How to complete this task
Using the listing below, return every line that includes "Some".

Data to examine
*** Block opens ***

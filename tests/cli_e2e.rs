//! End-to-end CLI tests via the compiled binary.

use assert_cmd::Command;
use predicates::prelude::*;

fn geolit() -> Command {
    Command::cargo_bin("geolit").expect("binary builds")
}

#[test]
fn test_help_lists_subcommands() {
    geolit()
        .arg("--help")
        .assert()
        .success()
        .stdout(predicate::str::contains("enrich"))
        .stdout(predicate::str::contains("cache"));
}

#[test]
fn test_version_flag() {
    geolit()
        .arg("--version")
        .assert()
        .success()
        .stdout(predicate::str::contains("geolit"));
}

#[test]
fn test_enrich_requires_accession() {
    geolit().arg("enrich").assert().failure();
}

#[test]
fn test_cache_stats_on_empty_root_succeeds() {
    let dir = tempfile::tempdir().expect("tempdir");
    geolit()
        .arg("--storage-root")
        .arg(dir.path())
        .arg("cache")
        .arg("--stats")
        .assert()
        .success()
        .stdout(predicate::str::contains("warm tier"));
}

#[test]
fn test_cache_health_check_gate_fails_with_exit_one() {
    let dir = tempfile::tempdir().expect("tempdir");
    // No lookups have happened, so the hit rate (0.0) is below the gate.
    geolit()
        .arg("--storage-root")
        .arg(dir.path())
        .arg("cache")
        .arg("--health-check")
        .arg("--min-hit-rate")
        .arg("0.5")
        .assert()
        .code(1);
}

#[test]
fn test_cache_clear_soft_defaults_to_dry_run() {
    let dir = tempfile::tempdir().expect("tempdir");
    let soft_dir = dir.path().join("cache/soft");
    std::fs::create_dir_all(&soft_dir).expect("mkdir");
    let bundle = soft_dir.join("GSE1_family.soft.gz");
    std::fs::write(&bundle, b"bundle").expect("write");

    geolit()
        .arg("--storage-root")
        .arg(dir.path())
        .arg("cache")
        .arg("--clear-soft")
        .arg("--max-age-days=-1")
        .assert()
        .success()
        .stdout(predicate::str::contains("would delete"));
    assert!(bundle.exists(), "dry run must leave bundles alone");
}

#[test]
fn test_cache_clear_soft_execute_deletes() {
    let dir = tempfile::tempdir().expect("tempdir");
    let soft_dir = dir.path().join("cache/soft");
    std::fs::create_dir_all(&soft_dir).expect("mkdir");
    let bundle = soft_dir.join("GSE1_family.soft.gz");
    std::fs::write(&bundle, b"bundle").expect("write");

    geolit()
        .arg("--storage-root")
        .arg(dir.path())
        .arg("cache")
        .arg("--clear-soft")
        .arg("--max-age-days=-1")
        .arg("--execute")
        .assert()
        .success();
    assert!(!bundle.exists());
}

#[test]
fn test_enrich_rejects_invalid_level() {
    geolit()
        .args(["enrich", "GSE1", "--level", "everything"])
        .assert()
        .failure();
}
//! PDF text extraction.
//!
//! Produces a linearized text stream with page breaks preserved as form
//! feeds, which the section segmenter consumes. Encrypted and unparseable
//! documents map onto the extraction failure taxonomy.

use std::path::Path;

use lopdf::Document;
use tracing::{debug, instrument};

use super::ExtractError;

/// Page-break marker inserted between pages in the linearized stream.
pub const PAGE_BREAK: char = '\u{0C}';

/// Extracts the full text of a PDF, page by page.
///
/// # Errors
///
/// - [`ExtractError::Encrypted`] for password-protected documents
/// - [`ExtractError::ParseError`] when the document cannot be loaded
/// - [`ExtractError::Empty`] when no page yields any text (scanned PDFs)
#[instrument(skip(pdf_path), fields(path = %pdf_path.display()))]
pub fn extract_text(pdf_path: &Path) -> Result<String, ExtractError> {
    let document =
        Document::load(pdf_path).map_err(|e| ExtractError::ParseError(e.to_string()))?;

    if document.is_encrypted() {
        return Err(ExtractError::Encrypted);
    }

    let mut pages_text = Vec::new();
    for (page_number, _) in document.get_pages() {
        // A page that fails text extraction degrades to an empty page
        // rather than failing the document.
        let text = document.extract_text(&[page_number]).unwrap_or_default();
        pages_text.push(text);
    }

    let joined = pages_text.join(&PAGE_BREAK.to_string());
    if joined.trim().is_empty() {
        return Err(ExtractError::Empty);
    }

    debug!(pages = pages_text.len(), chars = joined.len(), "text extracted");
    Ok(joined)
}

#[cfg(test)]
#[allow(clippy::unwrap_used)]
mod tests {
    use super::*;

    #[test]
    fn test_extract_text_missing_file_is_parse_error() {
        let result = extract_text(Path::new("/nonexistent/file.pdf"));
        assert!(matches!(result, Err(ExtractError::ParseError(_))));
    }

    #[test]
    fn test_extract_text_garbage_is_parse_error() {
        let dir = tempfile::tempdir().unwrap();
        let path = dir.path().join("not-a-pdf.pdf");
        std::fs::write(&path, b"this is not a pdf").unwrap();
        let result = extract_text(&path);
        assert!(matches!(result, Err(ExtractError::ParseError(_))));
    }
}
impl EnrichmentService {
    /// Creates the service over a wired coordinator.
    #[must_use]
    pub fn new(coordinator: Arc<Coordinator>) -> Self {
        Self { coordinator }
    }

    /// Enriches every dataset in the request and returns their snapshots.
    ///
    /// Dataset order in the input does not affect results; snapshots come
    /// back in input order. Individual dataset failures produce the best
    /// available snapshot instead of failing the batch.
    ///
    /// # Errors
    ///
    /// Returns [`PipelineError`] only for registry-level failures while
    /// assembling snapshots.
    #[instrument(skip(self, request, progress), fields(datasets = request.datasets.len()))]
    pub async fn enrich(
        &self,
        request: &EnrichRequest,
        progress: Option<mpsc::UnboundedSender<ProgressEvent>>,
    ) -> Result<EnrichResponse, PipelineError> {
        let outcomes: Vec<(usize, DatasetSnapshot)> = futures_util::stream::iter(
            request.datasets.iter().enumerate().map(|(position, seed)| {
                let coordinator = Arc::clone(&self.coordinator);
                let progress = progress.clone();
                let desired = request.desired_level;
                async move {
                    let geo_id = seed.geo_id.clone();
                    let budget = coordinator.dataset_timeout();
                    match tokio::time::timeout(budget, coordinator.enrich_dataset(seed, desired))
                        .await
                    {
                        Ok(Ok(outcome)) => {
                            if let Some(sender) = &progress {
                                let _ = sender.send(ProgressEvent {
                                    geo_id: outcome.geo_id.clone(),
                                    level: outcome.level,
                                });
                            }
                        }
                        Ok(Err(error)) => {
                            logfmt::log_event(
                                Status::Warn,
                                "enrich",
                                "dataset enrichment errored; returning best snapshot",
                                &[("geo_id", &geo_id), ("error", &error.to_string())],
                            );
                        }
                        Err(_elapsed) => {
                            logfmt::log_event(
                                Status::Warn,
                                "enrich",
                                "dataset exceeded its budget; returning best snapshot",
                                &[("geo_id", &geo_id), ("budget_s", &budget.as_secs().to_string())],
                            );
                        }
                    }

                    let snapshot = match coordinator.registry().get_complete(&geo_id).await {
                        Ok(Some(complete)) => build_snapshot(complete, false),
                        Ok(None) => empty_snapshot(&geo_id),
                        Err(error) => {
                            warn!(geo_id, error = %error, "snapshot assembly failed");
                            empty_snapshot(&geo_id)
                        }
                    };
                    (position, snapshot)
                }
            }),
        )
        .buffer_unordered(DATASET_FANOUT)
        .collect()
        .await;

        let mut ordered: Vec<_> = outcomes;
        ordered.sort_by_key(|(position, _)| *position);

        Ok(EnrichResponse {
            datasets: ordered.into_iter().map(|(_, snapshot)| snapshot).collect(),
        })
    }

    /// The single-dataset snapshot (`GET /geo/{id}/complete`).
    ///
    /// With `verify`, the stored SHA-256 of each PDF is compared against
    /// the file on disk and mismatches are surfaced as warnings; the
    /// snapshot itself still returns.
    ///
    /// # Errors
    ///
    /// Returns [`PipelineError`] on registry failure.
    #[instrument(skip(self))]
    pub async fn complete_snapshot(
        &self,
        geo_id: &str,
        verify: bool,
    ) -> Result<Option<DatasetSnapshot>, PipelineError> {
        let Some(complete) = self.coordinator.registry().get_complete(geo_id).await? else {
            return Ok(None);
        };

        if verify {
            verify_integrity(&complete).await;
        }
        Ok(Some(build_snapshot(complete, verify)))
    }
}

/// Compares stored hashes against on-disk bytes; mismatches log
/// `IntegrityMismatch` without failing the read.
async fn verify_integrity(complete: &CompleteGeoData) {
    for bundle in &complete.publications {
        let winner = bundle.attempts.iter().find(|a| a.status == "success");
        let Some((path, stored_sha)) = winner.and_then(|a| {
            a.file_path
                .as_ref()
                .zip(a.sha256.as_ref())
                .map(|(p, s)| (p.clone(), s.clone()))
        }) else {
            continue;
        };

        match tokio::fs::read(&path).await {
            Ok(bytes) => {
                let actual = sha256_hex(&bytes);
                if actual != stored_sha {
                    logfmt::log_event(
                        Status::Warn,
                        "registry",
                        "IntegrityMismatch: stored PDF hash differs from file",
                        &[
                            ("pub_key", &bundle.publication.pub_key),
                            ("path", &path),
                            ("stored", &stored_sha[..12]),
                            ("actual", &actual[..12]),
                        ],
                    );
                }
            }
            Err(error) => {
                logfmt::log_event(
                    Status::Warn,
                    "registry",
                    "IntegrityMismatch: stored PDF missing on disk",
                    &[("path", &path), ("error", &error.to_string())],
                );
            }
        }
    }
}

*** Block closes ***

Solution to this exercise
                            if let Some(sender) = &progress {
                        Ok(Some(complete)) => build_snapshot(complete, false),
        let Some(complete) = self.coordinator.registry().get_complete(geo_id).await? else {
        Ok(Some(build_snapshot(complete, verify)))
        let Some((path, stored_sha)) = winner.and_then(|a| {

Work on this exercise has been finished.